Ordering & Pagination
Ordering
Use .order_by() to sort results. Each model generates a ModelOrderByInput enum with a variant for every field.
#![allow(unused)]
fn main() {
use generated::user::order::UserOrderByInput;
use ferriorm_runtime::prelude::SortOrder;
let users = client
.user()
.find_many(UserWhereInput::default())
.order_by(UserOrderByInput::CreatedAt(SortOrder::Desc))
.exec()
.await?;
}
SortOrder
| Variant | SQL |
|---|---|
SortOrder::Asc | ASC |
SortOrder::Desc | DESC |
Multiple Order Clauses
Chain multiple .order_by() calls. They are applied in order (first call is the primary sort):
#![allow(unused)]
fn main() {
let users = client
.user()
.find_many(UserWhereInput::default())
.order_by(UserOrderByInput::Role(SortOrder::Asc))
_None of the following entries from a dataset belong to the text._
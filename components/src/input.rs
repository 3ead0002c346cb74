use crate::imports::*;

/// The type of an [`Input`], mapped onto the HTML `type` attribute.
#[derive(Clone, Copy, Debug, PartialEq, Eq, Default)]
pub enum InputType {
	/// The default value. A single-line text field.
	#[default]
	Text,
	/// A field for editing an email address.
	Email,
	/// A single-line text field whose value is obscured.
	Password,
	/// A field for editing a URL, with the relevant browser validation.
	Url,
	/// A control for entering a number.
	Number,
}

impl InputType {
	pub const fn as_html_attribute(self) -> &'static str {
		match self {
			Self::Text => "text",
			Self::Email => "email",
			Self::Password => "password",
			Self::Url => "url",
			Self::Number => "number",
		}
	}
}

#[component]
pub fn Input(
	/// Additional class names to apply to the input, if any.
	#[prop(into, optional)]
	class: MaybeSignal<String>,
	/// The ID of the input.
	#[prop(into, optional)]
	id: MaybeSignal<String>,
	/// Placeholder text for the input.
	#[prop(into, optional)]
	placeholder: MaybeSignal<String>,
	/// The type of input
	#[prop(into, optional, default = InputType::Text.into())]
	r#type: MaybeSignal<InputType>,
	/// Whether the input is disabled.
	#[prop(into, optional, default = false.into())]
	disabled: MaybeSignal<bool>,
	/// Whether the input must be filled before the surrounding form can be
	/// submitted.
	#[prop(into, optional, default = false.into())]
	required: MaybeSignal<bool>,
	/// A validation pattern for the value, if any.
	#[prop(into, optional)]
	pattern: MaybeProp<String>,
	/// The tooltip shown when the pattern rejects the value.
	#[prop(into, optional)]
	title: MaybeProp<String>,
	/// The current value of the input.
	#[prop(into, optional)]
	value: MaybeSignal<String>,
	/// Input event handler
	#[prop(optional, default = Box::new(|_| ()))]
	on_input: Box<dyn FnMut(ev::Event)>,
	/// The Color Variant of the input
	#[prop(into, optional)]
	variant: MaybeSignal<SecondaryColorVariant>,
) -> impl IntoView {
	let class = move || {
		format!(
			"input row-card bg-secondary-{} {}",
			variant.get().as_css_name(),
			class.get(),
		)
	};

	view! {
		<input
			class={class}
			id={id}
			type={move || r#type.get().as_html_attribute()}
			placeholder={placeholder}
			disabled={disabled}
			required={required}
			pattern={move || pattern.get()}
			title={move || title.get()}
			prop:value={value}
			on:input={on_input}
		/>
	}
}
.order_by(UserOrderByInput::Email(SortOrder::Asc))
.exec()
.await?;
// SQL: ORDER BY "role" ASC, "email" ASC
}
Available Fields
Every column in the model has a corresponding variant:
#![allow(unused)]
fn main() {
pub enum UserOrderByInput {
Id(SortOrder),
Email(SortOrder),
Name(SortOrder),
Role(SortOrder),
CreatedAt(SortOrder),
UpdatedAt(SortOrder),
}
}
Pagination
Use .skip(n) and .take(n) for offset-based pagination. Both accept i64 values.
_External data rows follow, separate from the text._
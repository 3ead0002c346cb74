mod repository;

pub use self::repository::*;
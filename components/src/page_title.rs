use crate::imports::*;

/// Where the separator icon sits relative to a [`PageTitle`], when the title
/// is part of a breadcrumb-style trail.
#[derive(Debug, Clone, Copy, Default, PartialEq, Eq)]
pub enum PageTitleIconPosition {
	/// No separator icon. This is the default.
	#[default]
	None,
	/// The separator comes after the title.
	End,
	/// The separator comes before the title.
	Start,
}

/// The weight of a [`PageTitle`] within its container.
#[derive(Debug, Clone, Copy, Default, PartialEq, Eq)]
pub enum PageTitleVariant {
	/// The main heading. This is the default.
	#[default]
	Heading,
	/// A sub heading following the main one.
	SubHeading,
	/// Plain text, e.g. the name of the resource being viewed.
	Text,
}

#[component]
pub fn PageTitleContainer(
	/// The titles of the page
	children: Children,
) -> impl IntoView {
	view! { <div class="fr-fs-ct">{children()}</div> }
}

#[component]
pub fn PageTitle(
	/// The title text
	children: Children,
	/// The weight of the title
	#[prop(optional)]
	variant: PageTitleVariant,
	/// Whether to render a separator icon around the title
	#[prop(optional)]
	icon_position: PageTitleIconPosition,
) -> impl IntoView {
	let class = match variant {
		PageTitleVariant::Heading => "txt-xl txt-medium txt-white",
		PageTitleVariant::SubHeading => "txt-lg txt-white",
		PageTitleVariant::Text => "txt-md txt-grey",
	};

	let separator = move || {
		view! {
			<Icon
				icon={IconType::ChevronDown}
				size={Size::ExtraSmall}
				color={Color::Grey}
				class="mx-xs separator"
			/>
		}
	};

	view! {
		<span class={format!("fr-fs-ct {}", class)}>
			{(icon_position == PageTitleIconPosition::Start).then(separator)}
			{children()}
			{(icon_position == PageTitleIconPosition::End).then(separator)}
		</span>
	}
}

#[component]
pub fn PageDescription(
	/// The description text
	#[prop(into)]
	description: String,
	/// An optional link to the relevant documentation
	#[prop(into, optional)]
	doc_link: Option<String>,
) -> impl IntoView {
	view! {
		<p class="txt-sm txt-grey mt-xxs">
			{description}
			{doc_link.map(|link| {
				view! {
					<a href={link} target="_blank" rel="noopener noreferrer" class="txt-primary ml-xxs">
						"Documentation"
					</a>
				}
			})}
		</p>
	}
}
| Method | SQL | Description |
|---|---|---|
.take(n) | LIMIT n | Maximum number of records to return |
.skip(n) | OFFSET n | Number of records to skip |
Basic Pagination
#![allow(unused)]
fn main() {
// Page 1: first 10 records
let page1 = client
.user()
.find_many(UserWhereInput::default())
.order_by(UserOrderByInput::CreatedAt(SortOrder::Desc))
.take(10)
.exec()
.await?;
// Page 2: next 10 records
let page2 = client
.user()
.find_many(UserWhereInput::default())
.order_by(UserOrderByInput::CreatedAt(SortOrder::Desc))
.skip(10)
.take(10)
.exec()
.await?;
}
Paginated List Helper
A common pattern for API endpoints:
#![allow(unused)]
fn main() {
async fn list_users(
client: &FerriormClient,
page: i64,
page_size: i64,
) -> Result<(Vec<User>, i64), FerriormError> {
let filter = UserWhereInput::default();
let total = client
.user()
.count(filter.clone())
.exec()
.await?;
let users = client
.user()
.find_many(filter)
.order_by(UserOrderByInput::CreatedAt(SortOrder::Desc))
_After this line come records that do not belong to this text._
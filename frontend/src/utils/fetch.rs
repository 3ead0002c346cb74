use models::prelude::*;
use reqwest::Method;
use serde::{de::DeserializeOwned, Serialize};
use url::Url;

use super::constants;

/// Makes a request to the console API. Takes the method, the path relative
/// to the API base URL and an optional JSON body, and decodes the response
/// envelope into either the endpoint's response body or an
/// [`ApiErrorResponse`].
pub async fn make_request<TRequest, TResponse>(
	method: Method,
	path: &str,
	body: Option<&TRequest>,
) -> Result<ApiSuccessResponse<TResponse>, ApiErrorResponse>
where
	TRequest: Serialize,
	TResponse: DeserializeOwned,
{
	let url = Url::parse(constants::API_BASE_URL)
		.and_then(|base| base.join(path))
		.map_err(|error| ApiErrorResponse::internal_error(error.to_string()))?;

	let builder = reqwest::Client::new().request(method, url);
	let builder = if let Some(body) = body {
		builder.json(body)
	} else {
		builder
	};

	let response = match builder.send().await {
		Ok(response) => response,
		Err(error) => {
			log::error!("{}", error.to_string());
			return Err(ApiErrorResponse::internal_error(error.to_string()));
		}
	};

	let status_code = response.status();
	match response.json::<ApiResponseBody<TResponse>>().await {
		Ok(body) => body
			.into_result(status_code)
			.map(|body| ApiSuccessResponse { status_code, body }),
		Err(error) => {
			log::error!("{}", error.to_string());
			Err(ApiErrorResponse::internal_error(error.to_string()))
		}
	}
}
use std::rc::Rc;

use super::resync_targets;
use crate::prelude::*;

/// A button that schedules a resync of every repository currently known to
/// the dashboard. Does nothing when there are none.
#[component]
pub fn RefreshAllButton(
	/// The repositories currently listed.
	#[prop(into)]
	repositories: Signal<Vec<ChartRepository>>,
) -> impl IntoView {
	let handle_resync_all = move |_: &ev::MouseEvent| {
		let targets = resync_targets(&repositories.get_untracked());
		if targets.is_empty() {
			return;
		}
		spawn_local(async move {
			if let Err(error) = resync_all_repositories(targets).await {
				log::error!("failed to resync repositories: {}", error.body.message);
			}
		});
	};

	view! {
		<Link
			r#type={Variant::Button}
			style_variant={LinkStyleVariant::Outlined}
			on_click={Rc::new(handle_resync_all)}
			class="refresh-all-button"
		>
			<Icon icon={IconType::RefreshCw} size={Size::ExtraSmall} class="mr-xs" />
			"Refresh All"
		</Link>
	}
}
.skip((page - 1) * page_size)
.take(page_size)
.exec()
.await?;
Ok((users, total))
}
}
Ordering with Select
Ordering works with .select() queries too:
#![allow(unused)]
fn main() {
let partials = client
.user()
.find_many(UserWhereInput::default())
.select(UserSelect { id: true, email: true, ..Default::default() })
.order_by(UserOrderByInput::Email(SortOrder::Asc))
.skip(0)
.take(50)
.exec()
.await?;
}
Note: Always include an
order_byclause when paginating. Without it, the database does not guarantee a stable ordering, and pages may contain duplicate or missing records.